Given entries —
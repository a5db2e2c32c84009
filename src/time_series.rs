/// Live WPM sampled at an elapsed second of the session
#[derive(Debug, Clone, Copy, PartialEq, Eq)]
pub struct TimeSeriesPoint {
    pub t: u32,
    pub wpm: u32,
}

impl TimeSeriesPoint {
    pub fn new(t: u32, wpm: u32) -> Self {
        Self { t, wpm }
    }
}

impl From<TimeSeriesPoint> for (f64, f64) {
    fn from(p: TimeSeriesPoint) -> Self {
        (p.t as f64, p.wpm as f64)
    }
}

/// One sample per engine tick while a session is active
#[derive(Debug, Clone, Default, PartialEq, Eq)]
pub struct WpmSeries {
    points: Vec<TimeSeriesPoint>,
}

impl WpmSeries {
    pub fn record(&mut self, t: u32, wpm: u32) {
        self.points.push(TimeSeriesPoint::new(t, wpm));
    }

    pub fn points(&self) -> &[TimeSeriesPoint] {
        &self.points
    }

    pub fn is_empty(&self) -> bool {
        self.points.is_empty()
    }

    pub fn peak_wpm(&self) -> u32 {
        self.points.iter().map(|p| p.wpm).max().unwrap_or(0)
    }

    pub fn duration(&self) -> u32 {
        self.points.last().map(|p| p.t).unwrap_or(0)
    }

    pub fn as_tuples(&self) -> Vec<(f64, f64)> {
        self.points.iter().map(|&p| p.into()).collect()
    }
}

#[cfg(test)]
mod tests {
    use super::*;

    #[test]
    fn test_empty_series() {
        let series = WpmSeries::default();
        assert!(series.is_empty());
        assert_eq!(series.peak_wpm(), 0);
        assert_eq!(series.duration(), 0);
    }

    #[test]
    fn test_peak_and_duration() {
        let mut series = WpmSeries::default();
        series.record(1, 30);
        series.record(2, 55);
        series.record(3, 42);
        assert_eq!(series.peak_wpm(), 55);
        assert_eq!(series.duration(), 3);
        assert_eq!(series.as_tuples()[1], (2.0, 55.0));
    }
}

Exercise prompt —
Figure out how many lines in the entries above contain "Clone". Write only that number.

Expected answer —
2